(Records from a data collection)

>>>

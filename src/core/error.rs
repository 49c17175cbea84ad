//! Engine error type.
//!
//! Every condition here is a local validation failure. None of them leave a
//! `BattleState` partially modified: transitions either produce a complete
//! new state or return one of these.

use thiserror::Error;

use super::combatant::CombatantId;

/// Errors raised by the damage resolver, turn engine and match coordinator.
#[derive(Clone, Debug, PartialEq, Error)]
pub enum BattleError {
    /// The match already has a winner.
    #[error("match is already finished")]
    MatchFinished,

    /// The attacker is not the active combatant.
    #[error("not {attacker}'s turn ({active} is active)")]
    NotYourTurn {
        attacker: CombatantId,
        active: CombatantId,
    },

    /// The attacker cannot pay the attack's mana cost.
    #[error("insufficient mana: need {required}, have {available}")]
    InsufficientMana { required: u32, available: u32 },

    /// The attack cannot be executed as submitted.
    #[error("invalid attack: {0}")]
    InvalidAttack(String),

    /// The attacker's catalog has no attack with this name.
    #[error("unknown attack: {0}")]
    UnknownAttack(String),

    /// A question's expected answer time must be positive and finite.
    #[error("expected time must be positive, got {0}")]
    InvalidExpectedTime(f64),

    /// Elapsed answer time must be non-negative and finite.
    #[error("elapsed time must be non-negative, got {0}")]
    InvalidElapsedTime(f64),

    /// `end_match` was called on a match that is still ongoing.
    #[error("match is not finished")]
    MatchNotFinished,

    /// Both seats were given the same combatant id.
    #[error("both combatants share id {0}")]
    DuplicateCombatant(CombatantId),

    /// A driven match could not make progress.
    #[error("match stalled in round {round}")]
    Stalled { round: u32 },

    /// The question supplier had nothing for a quiz-gated attack.
    #[error("no question available for category '{0}'")]
    NoQuestionAvailable(String),
}

impl BattleError {
    /// Whether this error rejects a single attack (the same player may
    /// simply try again) rather than the match as a whole.
    #[must_use]
    pub fn is_rejection(&self) -> bool {
        matches!(
            self,
            BattleError::NotYourTurn { .. }
                | BattleError::InsufficientMana { .. }
                | BattleError::InvalidAttack(_)
                | BattleError::UnknownAttack(_)
                | BattleError::InvalidExpectedTime(_)
                | BattleError::InvalidElapsedTime(_)
        )
    }
}

/// Result alias for engine operations.
pub type Result<T> = std::result::Result<T, BattleError>;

<<<

▶ [What you have to do] Your output should consist only of the lines from the one containing "same player may" to the end of the records above, each retyped exactly.

▶ [Result below]
    /// Whether this error rejects a single attack (the same player may
    /// simply try again) rather than the match as a whole.
    #[must_use]
    pub fn is_rejection(&self) -> bool {
        matches!(
            self,
            BattleError::NotYourTurn { .. }
                | BattleError::InsufficientMana { .. }
                | BattleError::InvalidAttack(_)
                | BattleError::UnknownAttack(_)
                | BattleError::InvalidExpectedTime(_)
                | BattleError::InvalidElapsedTime(_)
        )
    }
}

/// Result alias for engine operations.
pub type Result<T> = std::result::Result<T, BattleError>;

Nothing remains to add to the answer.